▶ What is expected
Your task is to transcribe the data in full.

---------- Source data ----------

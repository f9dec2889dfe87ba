//! API key authentication middleware.
//!
//! The service is single-tenant (HMSE-frontend is the only consumer), so
//! authentication is one shared key: the middleware hashes the presented
//! bearer token with SHA-256 and compares it against the hash of the
//! configured key. It is only mounted when an `API_KEY` is configured.

use axum::{
    extract::{Request, State},
    middleware::Next,
    response::Response,
};
use sha2::{Digest, Sha256};

use crate::{error::AppError, state::AppState};

/// API key authentication middleware function.
///
/// # Flow
///
/// 1. Extract `Authorization: Bearer <key>` header from request
/// 2. Hash the `<key>` using SHA-256
/// 3. Compare against the hash of the configured key
/// 4. If equal: call next handler
/// 5. Otherwise: return 401 Unauthorized error
///
/// # Headers
///
/// Expected header format:
/// ```text
/// Authorization: Bearer abc123xyz
/// ```
pub async fn auth_middleware(
    State(state): State<AppState>,
    request: Request,
    next: Next,
) -> Result<Response, AppError> {
    // Middleware is only mounted when a key is configured.
    let Some(expected_hash) = state.api_key_hash.as_deref() else {
        return Ok(next.run(request).await);
    };

    // Step 1: Extract Authorization header
    let auth_header = request
        .headers()
        .get("Authorization")
        .and_then(|h| h.to_str().ok())
        .ok_or(AppError::InvalidApiKey)?;

    // Step 2: Extract Bearer token
    // Expected format: "Bearer <api_key>"
    let api_key = auth_header
        .strip_prefix("Bearer ")
        .ok_or(AppError::InvalidApiKey)?;

    // Step 3: Hash the API key using SHA-256
    let mut hasher = Sha256::new();
    hasher.update(api_key.as_bytes());
    let key_hash = hex::encode(hasher.finalize());

    // Step 4: Compare against the configured key's hash
    if key_hash != expected_hash {
        return Err(AppError::InvalidApiKey);
    }

    // Step 5: Call the next middleware/handler
    Ok(next.run(request).await)
}

#[cfg(test)]
mod tests {
    use super::*;
    use std::sync::Arc;

    use axum::{
        Router,
        body::Body,
        http::{Request, StatusCode},
        middleware::from_fn_with_state,
        routing::get,
    };
    use tempfile::TempDir;
    use tower::ServiceExt;

    use crate::dao::fs::FsProjectDao;

    async fn protected_router(tmp: &TempDir, api_key: Option<&str>) -> Router {
        let state = AppState {
            dao: Arc::new(
                FsProjectDao::new(tmp.path().join("workspace"))
                    .await
                    .unwrap(),
            ),
            api_key_hash: api_key.map(|key| hex::encode(Sha256::digest(key.as_bytes()))),
        };
        Router::new()
            .route("/protected", get(|| async { "ok" }))
            .route_layer(from_fn_with_state(state.clone(), auth_middleware))
            .with_state(state)
    }

    async fn status_for(router: Router, authorization: Option<&str>) -> StatusCode {
        let mut request = Request::builder().uri("/protected");
        if let Some(value) = authorization {
            request = request.header("Authorization", value);
        }
        let response = router
            .oneshot(request.body(Body::empty()).unwrap())
            .await
            .unwrap();
        response.status()
    }

    #[tokio::test]
    async fn missing_or_wrong_key_is_unauthorized() {
        let tmp = TempDir::new().unwrap();
        let router = protected_router(&tmp, Some("letmein")).await;

        assert_eq!(
            status_for(router.clone(), None).await,
            StatusCode::UNAUTHORIZED
        );
        assert_eq!(
            status_for(router.clone(), Some("Bearer wrong")).await,
            StatusCode::UNAUTHORIZED
        );
        // A bare key without the Bearer scheme is rejected too.
        assert_eq!(
            status_for(router, Some("letmein")).await,
            StatusCode::UNAUTHORIZED
        );
    }

    #[tokio::test]
    async fn correct_key_passes_through() {
        let tmp = TempDir::new().unwrap();
        let router = protected_router(&tmp, Some("letmein")).await;
        assert_eq!(
            status_for(router, Some("Bearer letmein")).await,
            StatusCode::OK
        );
    }

    #[tokio::test]
    async fn requests_pass_when_no_key_is_configured() {
        let tmp = TempDir::new().unwrap();
        let router = protected_router(&tmp, None).await;
        assert_eq!(status_for(router, None).await, StatusCode::OK);
    }
}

----------

▶ Response to this exercise
repository f9dec2889dfe87ba
//! API key authentication middleware.
//!
//! The service is single-tenant (HMSE-frontend is the only consumer), so
//! authentication is one shared key: the middleware hashes the presented
//! bearer token with SHA-256 and compares it against the hash of the
//! configured key. It is only mounted when an `API_KEY` is configured.

use axum::{
    extract::{Request, State},
    middleware::Next,
    response::Response,
};
use sha2::{Digest, Sha256};

use crate::{error::AppError, state::AppState};

/// API key authentication middleware function.
///
/// # Flow
///
/// 1. Extract `Authorization: Bearer <key>` header from request
/// 2. Hash the `<key>` using SHA-256
/// 3. Compare against the hash of the configured key
/// 4. If equal: call next handler
/// 5. Otherwise: return 401 Unauthorized error
///
/// # Headers
///
/// Expected header format:
/// ```text
/// Authorization: Bearer abc123xyz
/// ```
pub async fn auth_middleware(
    State(state): State<AppState>,
    request: Request,
    next: Next,
) -> Result<Response, AppError> {
    // Middleware is only mounted when a key is configured.
    let Some(expected_hash) = state.api_key_hash.as_deref() else {
        return Ok(next.run(request).await);
    };

    // Step 1: Extract Authorization header
    let auth_header = request
        .headers()
        .get("Authorization")
        .and_then(|h| h.to_str().ok())
        .ok_or(AppError::InvalidApiKey)?;

    // Step 2: Extract Bearer token
    // Expected format: "Bearer <api_key>"
    let api_key = auth_header
        .strip_prefix("Bearer ")
        .ok_or(AppError::InvalidApiKey)?;

    // Step 3: Hash the API key using SHA-256
    let mut hasher = Sha256::new();
    hasher.update(api_key.as_bytes());
    let key_hash = hex::encode(hasher.finalize());

    // Step 4: Compare against the configured key's hash
    if key_hash != expected_hash {
        return Err(AppError::InvalidApiKey);
    }

    // Step 5: Call the next middleware/handler
    Ok(next.run(request).await)
}

#[cfg(test)]
mod tests {
    use super::*;
    use std::sync::Arc;

    use axum::{
        Router,
        body::Body,
        http::{Request, StatusCode},
        middleware::from_fn_with_state,
        routing::get,
    };
    use tempfile::TempDir;
    use tower::ServiceExt;

    use crate::dao::fs::FsProjectDao;

    async fn protected_router(tmp: &TempDir, api_key: Option<&str>) -> Router {
        let state = AppState {
            dao: Arc::new(
                FsProjectDao::new(tmp.path().join("workspace"))
                    .await
                    .unwrap(),
            ),
            api_key_hash: api_key.map(|key| hex::encode(Sha256::digest(key.as_bytes()))),
        };
        Router::new()
            .route("/protected", get(|| async { "ok" }))
            .route_layer(from_fn_with_state(state.clone(), auth_middleware))
            .with_state(state)
    }

    async fn status_for(router: Router, authorization: Option<&str>) -> StatusCode {
        let mut request = Request::builder().uri("/protected");
        if let Some(value) = authorization {
            request = request.header("Authorization", value);
        }
        let response = router
            .oneshot(request.body(Body::empty()).unwrap())
            .await
            .unwrap();
        response.status()
    }

    #[tokio::test]
    async fn missing_or_wrong_key_is_unauthorized() {
        let tmp = TempDir::new().unwrap();
        let router = protected_router(&tmp, Some("letmein")).await;

        assert_eq!(
            status_for(router.clone(), None).await,
            StatusCode::UNAUTHORIZED
        );
        assert_eq!(
            status_for(router.clone(), Some("Bearer wrong")).await,
            StatusCode::UNAUTHORIZED
        );
        // A bare key without the Bearer scheme is rejected too.
        assert_eq!(
            status_for(router, Some("letmein")).await,
            StatusCode::UNAUTHORIZED
        );
    }

    #[tokio::test]
    async fn correct_key_passes_through() {
        let tmp = TempDir::new().unwrap();
        let router = protected_router(&tmp, Some("letmein")).await;
        assert_eq!(
            status_for(router, Some("Bearer letmein")).await,
            StatusCode::OK
        );
    }

    #[tokio::test]
    async fn requests_pass_when_no_key_is_configured() {
        let tmp = TempDir::new().unwrap();
        let router = protected_router(&tmp, None).await;
        assert_eq!(status_for(router, None).await, StatusCode::OK);
    }
}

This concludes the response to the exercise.